Tundukkan Hatimu Ya Ukhti

Nurma Kasa
Karya Nurma Kasa Kategori Cerpen/Novel
dipublikasikan 21 Mei 2017
Tundukkan Hatimu Ya Ukhti

Tatapanku selalu tertuju pada kaos merahmu. Bahkan di acara seramai ini. Bukan karna mencolok diantara yang lain. Tapi mataku pandai mencarimu diantara ratusan manusia.

Sudah ribuan kali aku berujar pada diri sendiri. Bahwa pilihan terbaik adalah menghentikan penghambaan ini. Sudah jelas-jelas kamu memilih yang lain. Tapi hatiku bersikeras bertahan. Entah sampai kapan.

Otakku lelah menasehati. Tak manjur kata-kata motivasi penyemangat diri. Hati terlanjur tak mau pergi dari sini. "Astagfirullah, tundukkan pandanganmu ya ukhti". Aku mencoba walau sulit sekali.

Pembicara terlihat sangat menguasai panggung. Semua peserta tampak antusias. Tak terkecuali kamu. Aku melihatnya karna sesekali mataku lepas kendali. Kali ini, hingga tak sengaja pandang kita beradu. Entah aku yangterlalu sering memandangimu. Atau ini semacam takdir yang membuat kita temu.

"Kamu sendiri?" tanyamu dengan isyarat mulut dari kejauhan.
Aku mengangguk lesu lalu segera mengalihkan pandangan. Kamu tahu, hatiku sesungguhnya melonjak kegirangan. Dan bersamaan juga beristigfar menyadari bahwa ini kesalahan.

Aku tak tahu apa yang kamu pikir setelah itu. Dengan wajah ramah kamu coba menyapa. Tapi tanggapanku begitu saja. Kujawab seperlunya. Bahkan tampak tak menyenangkan. Kalau saja hatiku bicara bukan kesendirian ini yang melelahkan. Tapi menatapmu penuh harap dari kejauhan yang ingin aku akhirkan. Aku tak mau begini.

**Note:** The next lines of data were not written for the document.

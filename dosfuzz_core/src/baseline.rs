use crate::executor::{ExecutionOutcome, Executor, ExecutorError};
use serde::Serialize;
use thiserror::Error;
use tracing::{debug, info};

#[derive(Error, Debug)]
pub enum BaselineError {
    #[error(
        "Baseline run {run} of the unmodified target exited with code {return_code}; the target must exit 0 to be fuzzed"
    )]
    Unstable { run: u32, return_code: i32 },
    #[error("Baseline run failed to execute: {0}")]
    Executor(#[from] ExecutorError),
}

/// Timing of the unmodified target.
#[derive(Debug, Clone, Copy, PartialEq, Eq, Serialize)]
pub struct Baseline {
    pub runs: u32,
    pub longest_execution_ms: u64,
    /// Runs slower than this count as timing anomalies.
    pub expected_execution_ms: u64,
}

/// Runs the unmodified target `runs` times and derives the timing threshold
/// as `longest * variation_multiplier`.
///
/// Any non-zero exit aborts calibration: an unstable target cannot be compared against.
pub fn profile_baseline<E: Executor + ?Sized>(
    executor: &mut E,
    runs: u32,
    variation_multiplier: f64,
) -> Result<Baseline, BaselineError> {
    info!("testing normal execution time with {runs} runs");

    let mut longest_execution_ms = 0;
    for run in 1..=runs {
        let ExecutionOutcome {
            return_code,
            elapsed_ms,
        } = executor.execute_baseline()?;
        debug!(run, return_code, elapsed_ms, "baseline run");

        if return_code != 0 {
            return Err(BaselineError::Unstable { run, return_code });
        }
        longest_execution_ms = longest_execution_ms.max(elapsed_ms);
    }

    let expected_execution_ms = (longest_execution_ms as f64 * variation_multiplier) as u64;
    info!(
        "longest normal execution time: {longest_execution_ms}ms, execution time limit: {expected_execution_ms}ms"
    );

    Ok(Baseline {
        runs,
        longest_execution_ms,
        expected_execution_ms,
    })
}

#[cfg(test)]
mod tests {
    use super::*;
    use std::collections::VecDeque;

    struct ScriptedBaseline {
        outcomes: VecDeque<ExecutionOutcome>,
        calls: u32,
    }

    impl ScriptedBaseline {
        fn new(outcomes: impl IntoIterator<Item = (i32, u64)>) -> Self {
            Self {
                outcomes: outcomes
                    .into_iter()
                    .map(|(return_code, elapsed_ms)| ExecutionOutcome {
                        return_code,
                        elapsed_ms,
                    })
                    .collect(),
                calls: 0,
            }
        }
    }

    impl Executor for ScriptedBaseline {
        fn execute_baseline(&mut self) -> Result<ExecutionOutcome, ExecutorError> {
            self.calls += 1;
            Ok(self.outcomes.pop_front().expect("script ran out"))
        }

        fn execute_patched(&mut self, _patched: &[u8]) -> Result<ExecutionOutcome, ExecutorError> {
            panic!("baseline must not run patched files");
        }
    }

    #[test]
    fn ten_runs_of_fifty_ms_give_250ms_threshold() {
        let mut executor = ScriptedBaseline::new(std::iter::repeat_n((0, 50), 10));
        let baseline = profile_baseline(&mut executor, 10, 5.0).unwrap();

        assert_eq!(executor.calls, 10);
        assert_eq!(baseline.longest_execution_ms, 50);
        assert_eq!(baseline.expected_execution_ms, 250);
    }

    #[test]
    fn threshold_uses_slowest_run() {
        let mut executor = ScriptedBaseline::new([(0, 10), (0, 40), (0, 20)]);
        let baseline = profile_baseline(&mut executor, 3, 2.5).unwrap();
        assert_eq!(baseline.longest_execution_ms, 40);
        assert_eq!(baseline.expected_execution_ms, 100);
    }

    #[test]
    fn non_zero_exit_aborts_immediately() {
        let mut executor = ScriptedBaseline::new([(0, 10), (3, 10), (0, 10)]);
        let err = profile_baseline(&mut executor, 3, 5.0).unwrap_err();

        assert!(matches!(
            err,
            BaselineError::Unstable {
                run: 2,
                return_code: 3
            }
        ));
        assert_eq!(executor.calls, 2);
    }
}
pub mod baseline;
pub mod cache;
pub mod config;
pub mod counter;
pub mod executor;
pub mod fuzzer;
pub mod image;
pub mod logging;
pub mod mutator;
pub mod oracle;

pub use baseline::{Baseline, BaselineError, profile_baseline};
pub use cache::{ByteCache, TrialDedupCache};
pub use config::{AnomalyMode, ConfigError, FuzzConfig};
pub use counter::BoundedCounter;
pub use executor::{CommandExecutor, CommandExecutorConfig, ExecutionOutcome, Executor, ExecutorError};
pub use fuzzer::{FuzzError, FuzzSummary, Fuzzer, MinimizationOutcome, MinimizationStatus, SearchSettings};
pub use image::{BinaryImage, Interval, PatchCandidate, Section};
pub use mutator::{ExplorationMutator, MinimizationMutator};
pub use oracle::{AnomalyOracle, AnomalyReport, AnomalyVerdict};
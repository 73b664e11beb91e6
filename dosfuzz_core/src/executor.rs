use crate::config::FILE_PLACEHOLDER;
use serde::Serialize;
use std::ffi::OsString;
use std::fs;
use std::io;
use std::path::{Path, PathBuf};
use std::process::{Command, ExitStatus, Stdio};
use std::sync::mpsc::{self, RecvTimeoutError};
use std::thread;
use std::time::{Duration, Instant};
use thiserror::Error;
use tracing::warn;

/// Suffix appended to the original path to get the patched file path.
pub const PATCHED_SUFFIX: &str = ".patched";

/// Reported when the target is terminated without an exit code and no signal is known.
const ABNORMAL_EXIT_CODE: i32 = -1;

/// What one run of the target looked like from the outside.
#[derive(Debug, Clone, Copy, PartialEq, Eq, Serialize)]
pub struct ExecutionOutcome {
    pub return_code: i32,
    pub elapsed_ms: u64,
}

#[derive(Error, Debug)]
pub enum ExecutorError {
    #[error("Failed to spawn command '{command}': {source}")]
    Spawn {
        command: String,
        #[source]
        source: io::Error,
    },
    #[error("Error waiting for command '{command}': {source}")]
    Wait {
        command: String,
        #[source]
        source: io::Error,
    },
    #[error("Waiter thread for command '{0}' exited without reporting a status")]
    WaiterLost(String),
    #[error("{0:?} exists and is not a regular file")]
    PatchedPathNotFile(PathBuf),
    #[error("Failed to write patched file {path:?}: {source}")]
    WritePatched {
        path: PathBuf,
        #[source]
        source: io::Error,
    },
}

/// Runs the target, either unmodified or against a patched copy of the image.
///
/// Implementations must block until the target exits; a run is never
/// cancelled, so a hung target stalls the caller.
pub trait Executor {
    /// Runs the target against the original, unmodified file.
    fn execute_baseline(&mut self) -> Result<ExecutionOutcome, ExecutorError>;

    /// Runs the target against `patched`, a full copy of the image with a patch applied.
    fn execute_patched(&mut self, patched: &[u8]) -> Result<ExecutionOutcome, ExecutorError>;

    /// Sets how long a run may take before liveness reports start.
    fn set_hang_threshold(&mut self, _threshold: Duration) {}
}

/// Substitutes every `%c` in `template` with `path`.
pub fn expand_command(template: &str, path: &Path) -> String {
    template.replace(FILE_PLACEHOLDER, &path.to_string_lossy())
}

/// `<original>.patched`
pub fn patched_path_for(original: &Path) -> PathBuf {
    let mut name: OsString = original.as_os_str().to_owned();
    name.push(PATCHED_SUFFIX);
    PathBuf::from(name)
}

/// Replaces whatever file sits at `path` with `bytes`.
///
/// The file is fully written and closed before this returns.
pub fn write_patched(path: &Path, bytes: &[u8]) -> Result<(), ExecutorError> {
    match fs::symlink_metadata(path) {
        Ok(meta) if !meta.is_file() => {
            return Err(ExecutorError::PatchedPathNotFile(path.to_path_buf()));
        }
        Ok(_) => fs::remove_file(path).map_err(|source| ExecutorError::WritePatched {
            path: path.to_path_buf(),
            source,
        })?,
        Err(e) if e.kind() == io::ErrorKind::NotFound => {}
        Err(source) => {
            return Err(ExecutorError::WritePatched {
                path: path.to_path_buf(),
                source,
            });
        }
    }
    fs::write(path, bytes).map_err(|source| ExecutorError::WritePatched {
        path: path.to_path_buf(),
        source,
    })
}

#[derive(Debug, Clone)]
pub struct CommandExecutorConfig {
    pub original_command: String,
    pub patched_command: String,
    pub patched_path: PathBuf,
    pub hang_threshold: Duration,
    pub hang_report_interval: Duration,
}

impl CommandExecutorConfig {
    /// Builds both concrete commands from a `%c` template.
    pub fn from_template(
        template: &str,
        original_path: &Path,
        hang_report_interval: Duration,
    ) -> Self {
        let patched_path = patched_path_for(original_path);
        Self {
            original_command: expand_command(template, original_path),
            patched_command: expand_command(template, &patched_path),
            patched_path,
            hang_threshold: Duration::from_secs(1),
            hang_report_interval,
        }
    }
}

/// Runs shell commands and times them.
pub struct CommandExecutor {
    config: CommandExecutorConfig,
}

impl CommandExecutor {
    pub fn new(config: CommandExecutorConfig) -> Self {
        Self { config }
    }

    fn run_command(&self, command: &str) -> Result<ExecutionOutcome, ExecutorError> {
        let start_time = Instant::now();
        let mut child = shell(command)
            .stdin(Stdio::null())
            .stdout(Stdio::null())
            .stderr(Stdio::null())
            .spawn()
            .map_err(|source| ExecutorError::Spawn {
                command: command.to_string(),
                source,
            })?;

        // The child is waited on from its own thread so this one can report
        // liveness; the elapsed time is taken where the wait returns.
        let (tx, rx) = mpsc::channel();
        thread::spawn(move || {
            let status = child.wait();
            let _ = tx.send((status, start_time.elapsed()));
        });

        let mut timeout = self.config.hang_threshold;
        let (status, elapsed) = loop {
            match rx.recv_timeout(timeout) {
                Ok(result) => break result,
                Err(RecvTimeoutError::Timeout) => {
                    warn!(
                        "command has been hanging for {:.1}s",
                        start_time.elapsed().as_secs_f32()
                    );
                    timeout = self.config.hang_report_interval;
                }
                Err(RecvTimeoutError::Disconnected) => {
                    return Err(ExecutorError::WaiterLost(command.to_string()));
                }
            }
        };

        let status = status.map_err(|source| ExecutorError::Wait {
            command: command.to_string(),
            source,
        })?;

        Ok(ExecutionOutcome {
            return_code: return_code_of(status),
            elapsed_ms: u64::try_from(elapsed.as_millis()).unwrap_or(u64::MAX),
        })
    }
}

impl Executor for CommandExecutor {
    fn execute_baseline(&mut self) -> Result<ExecutionOutcome, ExecutorError> {
        self.run_command(&self.config.original_command)
    }

    fn execute_patched(&mut self, patched: &[u8]) -> Result<ExecutionOutcome, ExecutorError> {
        write_patched(&self.config.patched_path, patched)?;
        self.run_command(&self.config.patched_command)
    }

    fn set_hang_threshold(&mut self, threshold: Duration) {
        self.config.hang_threshold = threshold;
    }
}

#[cfg(unix)]
fn shell(command: &str) -> Command {
    let mut cmd = Command::new("sh");
    cmd.arg("-c").arg(command);
    cmd
}

#[cfg(not(unix))]
fn shell(command: &str) -> Command {
    let mut cmd = Command::new("cmd");
    cmd.arg("/C").arg(command);
    cmd
}

fn return_code_of(status: ExitStatus) -> i32 {
    if let Some(code) = status.code() {
        return code;
    }
    #[cfg(unix)]
    {
        use std::os::unix::process::ExitStatusExt;
        if let Some(signal) = status.signal() {
            return 128 + signal;
        }
    }
    ABNORMAL_EXIT_CODE
}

Karena esok suatu masa, mataku yang bicara. Esok suatu masa, hatiku yang bicara. Mulutku tak bisa lagi menjelaskan perkara. Jika kamu bukan takdirku, aku benar tak apa di dunia. Tapi jika kamu bukan takdirku, bukankah perkara dunia tetap diminta pertanggung jawabannya. "Astahfirullah, tundukkan hatimu ya ukhti."